OBJECTS OF THE INVENTION
It is on object of this invention to provide a solid state device
for efficiently converting radiant energy to electrical power.
It is another object of this invention to provide a solid state
device for efficiently converting electromagnetic energy to
electrical power which utilizes a semiconductor material having a
direct band gap, e.g. GaAs.
It is another object of this invention to provide a solid state
device for converting electromagnetic radiation of solar radiation
to electrical power and utilizing a semiconductor structure having
a p-n junction therein and material adjacent to the junction which
transmits solar radiation in the region approximately below the
maximum energy of the solar spectrum and substantially precludes
any high energy particle radiation from the junction, and has
relatively high electrical conductivity compared with the
electrical conductivity of the direct band gap semiconductor
material of the preceding object.
It is another object of this invention to provide a method for
establishing a p-n junction in GaAs very close to an optical
surface of the GaAs by a layer of Ga.sub.1.sub.-x Al.sub. x As on
the GaAs by liquid phase epitaxy and controllably doping it via
diffusion from the Ga.sub.1.sub.-x Al.sub. x As layer.

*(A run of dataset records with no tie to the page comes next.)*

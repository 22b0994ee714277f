//! WebSocket stream implementation
//!
//! This module provides the `WebSocketStream` type, an [`Endpoint`] that
//! speaks RFC 6455 text framing over another endpoint.
//!
//! Reads are served from the current message: raw and token reads drain it,
//! and only when it is empty is the next message pulled off the wire. Each
//! raw write or send goes out as exactly one message.

use std::os::fd::BorrowedFd;
use std::time::Duration;

use bytes::{Buf, Bytes, BytesMut};

use super::{Endpoint, EndpointReader};
use crate::Config;
use crate::error::{Error, Result};
use crate::handshake::{Handshake, build_rejection, client_handshake, server_handshake};
use crate::protocol::{Message, Protocol, Role};

#[derive(Debug, Clone, Copy, PartialEq, Eq)]
enum StreamState {
    /// Handshake done, frames flowing
    Open,
    /// Handshake failed; the transport is still open for an error response
    Rejected,
    /// Connection closed
    Closed,
}

/// A WebSocket connection over any endpoint
///
/// # Example
///
/// ```ignore
/// use sockudo_relay::{Config, Endpoint, WebSocketStream, tcp};
///
/// let tcp = tcp::connect("127.0.0.1:8080")?;
/// let mut ws = WebSocketStream::connect(tcp, "127.0.0.1", "/", None, Config::default());
/// ws.send_str("ping")?;
/// let reply = ws.receive_message(None)?;
/// ```
pub struct WebSocketStream<E: Endpoint> {
    inner: E,
    protocol: Protocol,
    state: StreamState,
    /// Unread remainder of the current message
    message: Bytes,
    write_buf: BytesMut,
    handshake: Option<Handshake>,
    handshake_error: Option<Error>,
    config: Config,
}
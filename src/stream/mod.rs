//! Blocking stream endpoints
//!
//! This module provides the [`Endpoint`] trait, the one interface every byte
//! channel in this crate speaks, and its implementations:
//!
//! - [`Stream<T>`] - owns a raw [`Transport`](crate::transport::Transport)
//!   (TCP, Unix socket, pipe pair, stdio)
//! - [`ProcessStream`] - the stdin/stdout of a child process
//! - [`CipherStream`] - encrypts on write, decrypts on read, over any endpoint
//! - [`WebSocketStream`] - WebSocket framing over any endpoint
//!
//! Wrapping endpoints hold their inner endpoint rather than extending it, so
//! any of them can be stacked.
//!
//! # Timeouts
//!
//! Every blocking readiness check takes an `Option<Duration>`: `None` waits
//! indefinitely, `Some(Duration::ZERO)` polls, anything else is a ceiling.
//! [`timeout_from_secs`] converts the classic seconds convention.
//!
//! # Failure
//!
//! Nothing here panics on peer behaviour. A transport error or EOF makes the
//! endpoint permanently invalid; afterwards every operation fails with
//! [`Error::ConnectionClosed`].

mod cipher;
mod process;
mod transport_stream;
mod websocket;

use std::borrow::Cow;
use std::fmt;
use std::io;
use std::os::fd::BorrowedFd;
use std::time::Duration;

use crate::error::{Error, Result};
use crate::multiplex::{poll_readable, poll_writable};

pub use cipher::{Cipher, CipherStream};
pub use process::ProcessStream;
pub use transport_stream::{StdioStream, Stream, stdio};
pub use websocket::WebSocketStream;

/// The capability set shared by every byte channel
///
/// Only `is_valid`, `close`, `read_raw`, `write_raw` and the descriptor
/// accessors are required; readiness checks, token reads and formatted sends
/// are derived from them.
pub trait Endpoint {
    /// True iff the handle is open and no error or EOF has been observed
    fn is_valid(&mut self) -> bool;

    /// Flush, release the handle and become invalid. Idempotent.
    fn close(&mut self);

    /// Read at most `buf.len()` bytes
    ///
    /// `Ok(0)` for a non-empty `buf` means the peer closed; the endpoint is
    /// invalid afterwards.
    fn read_raw(&mut self, buf: &mut [u8]) -> Result<usize>;

    /// Write at most `buf.len()` bytes
    fn write_raw(&mut self, buf: &[u8]) -> Result<usize>;

    /// Descriptor polled for read readiness, `None` once closed
    fn read_fd(&self) -> Option<BorrowedFd<'_>>;

    /// Descriptor polled for write readiness, `None` once closed
    fn write_fd(&self) -> Option<BorrowedFd<'_>>;

    /// Bytes already read from the handle but not yet handed to the caller
    fn buffered(&self) -> usize {
        0
    }

    /// Test whether a read would not block, waiting at most `timeout`
    ///
    /// Returns false on timeout and on error alike.
    fn can_read(&mut self, timeout: Option<Duration>) -> bool {
        if !self.is_valid() {
            return false;
        }
        if self.buffered() > 0 {
            return true;
        }
        match self.read_fd() {
            Some(fd) => poll_readable(fd, timeout),
            None => false,
        }
    }

    /// Test whether a write would not block, waiting at most `timeout`
    fn can_write(&mut self, timeout: Option<Duration>) -> bool {
        if !self.is_valid() {
            return false;
        }
        match self.write_fd() {
            Some(fd) => poll_writable(fd, timeout),
            None => false,
        }
    }

    /// Fill `buf` completely
    fn read_exact_raw(&mut self, buf: &mut [u8]) -> Result<()> {
        let mut filled = 0;
        while filled < buf.len() {
            match self.read_raw(&mut buf[filled..])? {
                0 => return Err(Error::ConnectionClosed),
                n => filled += n,
            }
        }
        Ok(())
    }

    /// Write all of `buf`
    fn write_all_raw(&mut self, buf: &[u8]) -> Result<()> {
        let mut written = 0;
        while written < buf.len() {
            match self.write_raw(&buf[written..])? {
                0 => return Err(Error::ConnectionClosed),
                n => written += n,
            }
        }
        Ok(())
    }

    /// Read one token terminated by any byte in `delimiters`
    ///
    /// Waits up to `timeout` for the first byte, then reads byte by byte. The
    /// delimiter is kept when `inclusive` is true and dropped otherwise. At EOF
    /// an unterminated token is returned only if it is non-empty and
    /// `inclusive` is set.
    fn read_token(
        &mut self,
        delimiters: &[u8],
        timeout: Option<Duration>,
        inclusive: bool,
    ) -> Result<Vec<u8>> {
        if !self.is_valid() {
            return Err(Error::ConnectionClosed);
        }
        if !self.can_read(timeout) {
            return Err(if self.is_valid() {
                Error::Timeout
            } else {
                Error::ConnectionClosed
            });
        }

        let mut token = Vec::new();
        let mut byte = [0u8; 1];
        loop {
            if self.read_raw(&mut byte)? == 0 {
                return if inclusive && !token.is_empty() {
                    Ok(token)
                } else {
                    Err(Error::ConnectionClosed)
                };
            }
            if delimiters.contains(&byte[0]) {
                if inclusive {
                    token.push(byte[0]);
                }
                return Ok(token);
            }
            token.push(byte[0]);
        }
    }

    /// Read exactly `len` bytes, waiting up to `timeout` for the first one
    fn read_count(&mut self, len: usize, timeout: Option<Duration>) -> Result<Vec<u8>> {
        if !self.can_read(timeout) {
            return Err(if self.is_valid() {
                Error::Timeout
            } else {
                Error::ConnectionClosed
            });
        }
        let mut buf = vec![0u8; len];
        self.read_exact_raw(&mut buf)?;
        Ok(buf)
    }

    /// Render a formatted message and write it in full
    ///
    /// ```ignore
    /// endpoint.send(format_args!("{} {}\r\n", status, reason))?;
    /// ```
    fn send(&mut self, args: fmt::Arguments<'_>) -> Result<()> {
        let rendered = match args.as_str() {
            Some(s) => Cow::Borrowed(s),
            None => Cow::Owned(fmt::format(args)),
        };
        self.send_bytes(rendered.as_bytes())
    }

    /// Write a string in full
    fn send_str(&mut self, s: &str) -> Result<()> {
        self.send_bytes(s.as_bytes())
    }

    /// Write bytes in full
    fn send_bytes(&mut self, bytes: &[u8]) -> Result<()> {
        if !self.is_valid() {
            return Err(Error::ConnectionClosed);
        }
        self.write_all_raw(bytes)
    }
}

impl<E: Endpoint + ?Sized> Endpoint for Box<E> {
    fn is_valid(&mut self) -> bool {
        (**self).is_valid()
    }

    fn close(&mut self) {
        (**self).close()
    }

    fn read_raw(&mut self, buf: &mut [u8]) -> Result<usize> {
        (**self).read_raw(buf)
    }

    fn write_raw(&mut self, buf: &[u8]) -> Result<usize> {
        (**self).write_raw(buf)
    }

    fn read_fd(&self) -> Option<BorrowedFd<'_>> {
        (**self).read_fd()
    }

    fn write_fd(&self) -> Option<BorrowedFd<'_>> {
        (**self).write_fd()
    }

    fn buffered(&self) -> usize {
        (**self).buffered()
    }

    fn can_read(&mut self, timeout: Option<Duration>) -> bool {
        (**self).can_read(timeout)
    }

    fn can_write(&mut self, timeout: Option<Duration>) -> bool {
        (**self).can_write(timeout)
    }

    fn read_token(
        &mut self,
        delimiters: &[u8],
        timeout: Option<Duration>,
        inclusive: bool,
    ) -> Result<Vec<u8>> {
        (**self).read_token(delimiters, timeout, inclusive)
    }

    fn send_bytes(&mut self, bytes: &[u8]) -> Result<()> {
        (**self).send_bytes(bytes)
    }
}

/// Convert a timeout in seconds to the `Option<Duration>` convention
///
/// Negative (or NaN) waits forever, zero polls, positive values may be
/// fractional. Values too large for a `Duration` also wait forever.
pub fn timeout_from_secs(secs: f64) -> Option<Duration> {
    if secs.is_nan() || secs < 0.0 {
        return None;
    }
    Duration::try_from_secs_f64(secs).ok()
}

/// Blocking [`io::Read`] view of an endpoint
///
/// Lets frame decoding run straight off any endpoint.
pub struct EndpointReader<'a, E: ?Sized> {
    endpoint: &'a mut E,
}

impl<'a, E: Endpoint + ?Sized> EndpointReader<'a, E> {
    /// Wrap an endpoint
    pub fn new(endpoint: &'a mut E) -> Self {
        Self { endpoint }
    }
}

impl<E: Endpoint + ?Sized> io::Read for EndpointReader<'_, E> {
    fn read(&mut self, buf: &mut [u8]) -> io::Result<usize> {
        self.endpoint.read_raw(buf).map_err(io::Error::from)
    }
}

It is another object of this invention to provide a method for
establishing a p-n junction in a semiconductor region having a
given conductivity at an optimum distance from a surface on the
semiconductor region.
It is another object of this invention to provide the p-n junction
of the foregoing object by growing a region of another
semiconductor material on the first semiconductor material of
opposite conductivity type and diffusing the conductivity type
controlling dopant into the first semiconductor material to create
the p-n junction at the optimum distance.

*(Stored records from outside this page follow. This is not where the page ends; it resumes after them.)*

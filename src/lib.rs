//! # Sockudo-Relay: blocking stream endpoints with WebSocket framing
//!
//! A small toolkit for shuttling bytes between heterogeneous endpoints: TCP
//! sockets, stdio, child processes, encrypted wrappers and WebSocket
//! connections all speak the same [`Endpoint`] interface, so a single relay
//! loop can join any two of them.
//!
//! ## Features
//!
//! - **Uniform endpoints**: raw reads/writes, timed readiness checks,
//!   delimiter-driven token reads and formatted sends on every channel
//! - **Multiplexing**: [`select`] waits on many endpoints at once, honouring
//!   bytes that are already buffered in user space
//! - **Relays**: [`dump`] and [`cat`] move data one way or both ways until an
//!   end closes
//! - **WebSocket framing**: RFC 6455 handshake and text framing over any
//!   endpoint, with fragmentation on both sides
//!
//! ## Example
//!
//! ```ignore
//! use sockudo_relay::{Config, WebSocketClient, relay, stream};
//!
//! let client = WebSocketClient::new(Config::default());
//! let mut ws = client.connect("127.0.0.1:8080", "/", None)?;
//! let mut io = stream::stdio()?;
//! relay::cat_pair(&mut io, &mut ws, b"\n", None);
//! ```

pub mod client;
pub mod error;
pub mod frame;
pub mod handshake;
pub mod mask;
pub mod multiplex;
pub mod protocol;
pub mod relay;
pub mod server;
pub mod stream;
pub mod tcp;
pub mod transport;

use std::time::Duration;

pub use client::WebSocketClient;
pub use error::{Error, Result};
pub use frame::{Frame, OpCode};
pub use handshake::Handshake;
pub use multiplex::{select, select_first};
pub use protocol::{Message, Role};
pub use relay::{Route, cat, cat_pair, cat_raw, dump};
pub use server::WebSocketServer;
pub use stream::{
    Cipher, CipherStream, Endpoint, ProcessStream, Stream, WebSocketStream, timeout_from_secs,
};
pub use tcp::{ListenerRegistry, TcpEndpoint};
pub use transport::{Pipe, Transport};

/// Maximum WebSocket frame header size (2 + 8 + 4 = 14 bytes)
pub const MAX_FRAME_HEADER_SIZE: usize = 14;

/// Largest payload that fits the 7-bit length field
pub const SMALL_MESSAGE_THRESHOLD: usize = 125;

/// Largest payload that fits the 16-bit extended length field
pub const MEDIUM_MESSAGE_THRESHOLD: usize = 65535;

/// WebSocket GUID for handshake
pub const WS_GUID: &str = "258EAFA5-E914-47DA-95CA-C5AB0DC85B11";

/// Maximum size of an HTTP handshake head (8KB)
pub const MAX_HEADER_SIZE: usize = 8192;

/// Default read size for raw relays
pub const DEFAULT_BLOCK_SIZE: usize = 8192;

/// Delimiters for line-oriented relays
pub const LINE_DELIMITERS: &[u8] = b"\n";

/// Subprotocol sent and assumed when nobody names one
pub const DEFAULT_PROTOCOL: &str = "sockudo";

/// Configuration for endpoints and WebSocket connections
///
/// # Example
///
/// ```
/// use std::time::Duration;
/// use sockudo_relay::Config;
///
/// let config = Config::builder()
///     .max_message_size(1024 * 1024)
///     .max_frame_size(64 * 1024)
///     .handshake_timeout(Some(Duration::from_secs(5)))
///     .protocol("chat")
///     .build();
/// assert_eq!(config.protocol, "chat");
/// ```
#[derive(Debug, Clone)]
pub struct Config {
    /// Maximum reassembled message size accepted from a peer (default: 64MB)
    pub max_message_size: usize,
    /// Maximum frame size accepted from a peer, and the fragment size used
    /// when sending (default: 16MB)
    pub max_frame_size: usize,
    /// Time allowed for the whole handshake head (default: 10s, `None`
    /// waits forever)
    pub handshake_timeout: Option<Duration>,
    /// Fail the client handshake on a wrong `Sec-WebSocket-Accept`
    /// (default: false, a mismatch is only logged)
    pub strict_accept: bool,
    /// Subprotocol requested by clients and assumed by servers when the peer
    /// names none (default: `"sockudo"`)
    pub protocol: String,
}

impl Default for Config {
    fn default() -> Self {
        Self {
            max_message_size: 64 * 1024 * 1024,
            max_frame_size: 16 * 1024 * 1024,
            handshake_timeout: Some(Duration::from_secs(10)),
            strict_accept: false,
            protocol: DEFAULT_PROTOCOL.to_string(),
        }
    }
}

impl Config {
    /// Create a new config builder
    pub fn builder() -> ConfigBuilder {
        ConfigBuilder::new()
    }
}

/// Builder for [`Config`]
#[derive(Debug, Clone)]
pub struct ConfigBuilder {
    config: Config,
}

impl ConfigBuilder {
    /// Create a new builder with default values
    pub fn new() -> Self {
        Self {
            config: Config::default(),
        }
    }

    /// Set both the message and the frame size limit
    pub fn max_payload_length(mut self, size: usize) -> Self {
        self.config.max_message_size = size;
        self.config.max_frame_size = size;
        self
    }

    /// Set maximum message size
    pub fn max_message_size(mut self, size: usize) -> Self {
        self.config.max_message_size = size;
        self
    }

    /// Set maximum frame size
    pub fn max_frame_size(mut self, size: usize) -> Self {
        self.config.max_frame_size = size;
        self
    }

    /// Set the handshake timeout
    pub fn handshake_timeout(mut self, timeout: Option<Duration>) -> Self {
        self.config.handshake_timeout = timeout;
        self
    }

    /// Reject handshakes whose accept key does not match
    pub fn strict_accept(mut self, enabled: bool) -> Self {
        self.config.strict_accept = enabled;
        self
    }

    /// Set the default subprotocol name
    pub fn protocol(mut self, name: impl Into<String>) -> Self {
        self.config.protocol = name.into();
        self
    }

    /// Build the configuration
    pub fn build(self) -> Config {
        self.config
    }
}

impl Default for ConfigBuilder {
    fn default() -> Self {
        Self::new()
    }
}

/// Prelude module for convenient imports
pub mod prelude {
    pub use crate::Config;
    pub use crate::error::{Error, Result};
    pub use crate::protocol::{Message, Role};
    pub use crate::relay::{Route, cat, cat_pair, dump};
    pub use crate::stream::{Endpoint, Stream, WebSocketStream, timeout_from_secs};
    pub use crate::{select, select_first};
}
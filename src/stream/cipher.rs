//! Transparent encryption over any endpoint
//!
//! [`CipherStream`] runs every outgoing byte through one keystream and every
//! incoming byte through another. Both keystreams advance with the data, so
//! the two peers must start with mirrored keys and nonces.

use std::os::fd::BorrowedFd;

use super::Endpoint;
use crate::error::Result;

/// A symmetric stream cipher state
pub trait Cipher {
    /// Encrypt or decrypt `data` in place, advancing the keystream
    fn apply(&mut self, data: &mut [u8]);
}

#[cfg(feature = "cipher")]
impl Cipher for chacha20::ChaCha20 {
    fn apply(&mut self, data: &mut [u8]) {
        chacha20::cipher::StreamCipher::apply_keystream(self, data);
    }
}

/// Endpoint that encrypts writes and decrypts reads
#[derive(Debug)]
pub struct CipherStream<E, C> {
    inner: E,
    encrypt: C,
    decrypt: C,
    scratch: Vec<u8>,
}

impl<E: Endpoint, C: Cipher> CipherStream<E, C> {
    /// Wrap `inner` with one cipher state per direction
    pub fn new(inner: E, encrypt: C, decrypt: C) -> Self {
        Self {
            inner,
            encrypt,
            decrypt,
            scratch: Vec::new(),
        }
    }

    /// Get a reference to the inner endpoint
    pub fn get_ref(&self) -> &E {
        &self.inner
    }

    /// Unwrap the inner endpoint
    pub fn into_inner(self) -> E {
        self.inner
    }
}

#[cfg(feature = "cipher")]
impl<E: Endpoint> CipherStream<E, chacha20::ChaCha20> {
    /// ChaCha20 in both directions under one key
    ///
    /// The peer must swap `send_nonce` and `recv_nonce`.
    pub fn chacha20(inner: E, key: [u8; 32], send_nonce: [u8; 12], recv_nonce: [u8; 12]) -> Self {
        use chacha20::cipher::KeyIvInit;

        let encrypt = chacha20::ChaCha20::new(&key.into(), &send_nonce.into());
        let decrypt = chacha20::ChaCha20::new(&key.into(), &recv_nonce.into());
        Self::new(inner, encrypt, decrypt)
    }
}

impl<E: Endpoint, C: Cipher> Endpoint for CipherStream<E, C> {
    fn is_valid(&mut self) -> bool {
        self.inner.is_valid()
    }

    fn close(&mut self) {
        self.inner.close();
    }

    fn read_raw(&mut self, buf: &mut [u8]) -> Result<usize> {
        let n = self.inner.read_raw(buf)?;
        self.decrypt.apply(&mut buf[..n]);
        Ok(n)
    }

    fn write_raw(&mut self, buf: &[u8]) -> Result<usize> {
        // The keystream has already advanced, so the whole block must go out
        self.scratch.clear();
        self.scratch.extend_from_slice(buf);
        self.encrypt.apply(&mut self.scratch);
        let result = self.inner.write_all_raw(&self.scratch);
        self.scratch.clear();
        result.map(|()| buf.len())
    }

    fn read_fd(&self) -> Option<BorrowedFd<'_>> {
        self.inner.read_fd()
    }

    fn write_fd(&self) -> Option<BorrowedFd<'_>> {
        self.inner.write_fd()
    }

    fn buffered(&self) -> usize {
        self.inner.buffered()
    }
}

It is an object of this invention to provide a detector for
electromagnetic radiation.
It is another object of this invention to provide a solid state
device useful as a detector for electromagnetic radiation having an
absorption limitation approximate the infrared limitation of the
human eye and an absorption limitation approximate the ultraviolet
limitation of the human eye.
SUMMARY OF THE INVENTION
This invention provides a converter for conversion of radiant
energy to electrical power by absorption thereof in a semiconductor
material wherein a p-n junction is proximate to a receptive optical
surface for the radiant energy. The p-n junction is formed by
controlling the depth of the junction by controlling the diffusion
of the conductivity type determining dopant. In the practice of
this invention, it is sometimes desirable to have a window layer of
other semiconductor material on the p-n junction layer. The window
layer absorbs preferentially certain components of the incident
radiant spectrum and transmits preferentially other components of
the incident radiation.
For a preferred embodiment of this invention, the energy conversion
structure includes a region of GaAs with a p-n junction with an
interface optical surface thereon to a region of Ga.sub.1.sub.-x
Al.sub.x As, where x is less than 1 and greater than 0.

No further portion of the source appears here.